TASK REQUIREMENTS =>
From the data below, restate every line word for word.

*** PROVIDED RECORDS ***

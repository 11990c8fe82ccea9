use serde::{Deserialize, Serialize};

use crate::models::{point::Point, viewport::Viewport};

/// One frame request from the front end. `connection_ok == false` is the
/// shutdown sentinel; the viewport carries no meaning in that case.
#[derive(Debug, Clone, Copy, PartialEq, Serialize, Deserialize)]
pub struct RenderRequest {
    pub connection_ok: bool,
    pub viewport: Viewport,
}

impl RenderRequest {
    pub fn render(viewport: Viewport) -> Self {
        Self {
            connection_ok: true,
            viewport,
        }
    }

    pub fn shutdown() -> Self {
        Self {
            connection_ok: false,
            viewport: Viewport::new(0, 0, Point::new(0.0, 0.0), Point::new(0.0, 0.0)),
        }
    }

    pub fn is_shutdown(&self) -> bool {
        !self.connection_ok
    }
}
use std::sync::atomic::{AtomicBool, Ordering};
use std::sync::mpsc::Sender;
use std::sync::{Arc, Mutex};

use log::{debug, info};
use shared::models::{raster::RasterImage, render_request::RenderRequest, viewport::Viewport};
use shared::networking;
use shared::networking::result::ChannelResult;
use tokio::io::{AsyncRead, AsyncWrite};
use tokio::sync::watch;

use crate::log_error;

/// The latest thing the window wants from the render pool. Kept in a watch
/// channel so rapid navigation coalesces into the newest viewport instead
/// of queueing stale frames.
#[derive(Debug, Clone, Copy)]
pub enum SessionCommand {
    Render(Viewport),
    Shutdown,
}

/// Frame slot shared with the window; replaced after every round trip.
pub type SharedFrame = Arc<Mutex<Option<RasterImage>>>;

/// Owns the channel pair for the whole session, one round trip per command.
/// On `Shutdown` it flushes the sentinel; on any channel failure it stops.
/// Either way it drops the `alive` flag and acknowledges, so the window
/// knows the sentinel had its chance to reach the pool.
pub async fn run_session<R, W>(
    mut responses: R,
    mut requests: W,
    mut commands: watch::Receiver<SessionCommand>,
    frame: SharedFrame,
    alive: Arc<AtomicBool>,
    ack: Sender<()>,
) where
    R: AsyncRead + Unpin,
    W: AsyncWrite + Unpin,
{
    loop {
        let command = *commands.borrow_and_update();

        match command {
            SessionCommand::Render(viewport) => {
                if let Err(e) = render_pass(&mut responses, &mut requests, &viewport, &frame).await
                {
                    log_error("render_pass", e);
                    break;
                }
            }
            SessionCommand::Shutdown => {
                match networking::write_request(&mut requests, &RenderRequest::shutdown()).await {
                    Ok(()) => info!("Shutdown request sent to the render pool"),
                    Err(e) => log_error("write_request", e),
                }
                break;
            }
        }

        if commands.changed().await.is_err() {
            break;
        }
    }

    alive.store(false, Ordering::SeqCst);
    let _ = ack.send(());
}

async fn render_pass<R, W>(
    responses: &mut R,
    requests: &mut W,
    viewport: &Viewport,
    frame: &SharedFrame,
) -> ChannelResult<()>
where
    R: AsyncRead + Unpin,
    W: AsyncWrite + Unpin,
{
    networking::write_request(requests, &RenderRequest::render(*viewport)).await?;
    let raster = networking::read_raster(responses, viewport.width_px, viewport.height_px).await?;
    debug!("Frame of {} bytes received from the render pool", raster.len());

    *frame.lock().unwrap() = Some(raster);
    Ok(())
}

***

THE ANSWER =>
repository 11990c8fe82ccea9
use serde::{Deserialize, Serialize};

use crate::models::{point::Point, viewport::Viewport};

/// One frame request from the front end. `connection_ok == false` is the
/// shutdown sentinel; the viewport carries no meaning in that case.
#[derive(Debug, Clone, Copy, PartialEq, Serialize, Deserialize)]
pub struct RenderRequest {
    pub connection_ok: bool,
    pub viewport: Viewport,
}

impl RenderRequest {
    pub fn render(viewport: Viewport) -> Self {
        Self {
            connection_ok: true,
            viewport,
        }
    }

    pub fn shutdown() -> Self {
        Self {
            connection_ok: false,
            viewport: Viewport::new(0, 0, Point::new(0.0, 0.0), Point::new(0.0, 0.0)),
        }
    }

    pub fn is_shutdown(&self) -> bool {
        !self.connection_ok
    }
}
use std::sync::atomic::{AtomicBool, Ordering};
use std::sync::mpsc::Sender;
use std::sync::{Arc, Mutex};

use log::{debug, info};
use shared::models::{raster::RasterImage, render_request::RenderRequest, viewport::Viewport};
use shared::networking;
use shared::networking::result::ChannelResult;
use tokio::io::{AsyncRead, AsyncWrite};
use tokio::sync::watch;

use crate::log_error;

/// The latest thing the window wants from the render pool. Kept in a watch
/// channel so rapid navigation coalesces into the newest viewport instead
/// of queueing stale frames.
#[derive(Debug, Clone, Copy)]
pub enum SessionCommand {
    Render(Viewport),
    Shutdown,
}

/// Frame slot shared with the window; replaced after every round trip.
pub type SharedFrame = Arc<Mutex<Option<RasterImage>>>;

/// Owns the channel pair for the whole session, one round trip per command.
/// On `Shutdown` it flushes the sentinel; on any channel failure it stops.
/// Either way it drops the `alive` flag and acknowledges, so the window
/// knows the sentinel had its chance to reach the pool.
pub async fn run_session<R, W>(
    mut responses: R,
    mut requests: W,
    mut commands: watch::Receiver<SessionCommand>,
    frame: SharedFrame,
    alive: Arc<AtomicBool>,
    ack: Sender<()>,
) where
    R: AsyncRead + Unpin,
    W: AsyncWrite + Unpin,
{
    loop {
        let command = *commands.borrow_and_update();

        match command {
            SessionCommand::Render(viewport) => {
                if let Err(e) = render_pass(&mut responses, &mut requests, &viewport, &frame).await
                {
                    log_error("render_pass", e);
                    break;
                }
            }
            SessionCommand::Shutdown => {
                match networking::write_request(&mut requests, &RenderRequest::shutdown()).await {
                    Ok(()) => info!("Shutdown request sent to the render pool"),
                    Err(e) => log_error("write_request", e),
                }
                break;
            }
        }

        if commands.changed().await.is_err() {
            break;
        }
    }

    alive.store(false, Ordering::SeqCst);
    let _ = ack.send(());
}

async fn render_pass<R, W>(
    responses: &mut R,
    requests: &mut W,
    viewport: &Viewport,
    frame: &SharedFrame,
) -> ChannelResult<()>
where
    R: AsyncRead + Unpin,
    W: AsyncWrite + Unpin,
{
    networking::write_request(requests, &RenderRequest::render(*viewport)).await?;
    let raster = networking::read_raster(responses, viewport.width_px, viewport.height_px).await?;
    debug!("Frame of {} bytes received from the render pool", raster.len());

    *frame.lock().unwrap() = Some(raster);
    Ok(())
}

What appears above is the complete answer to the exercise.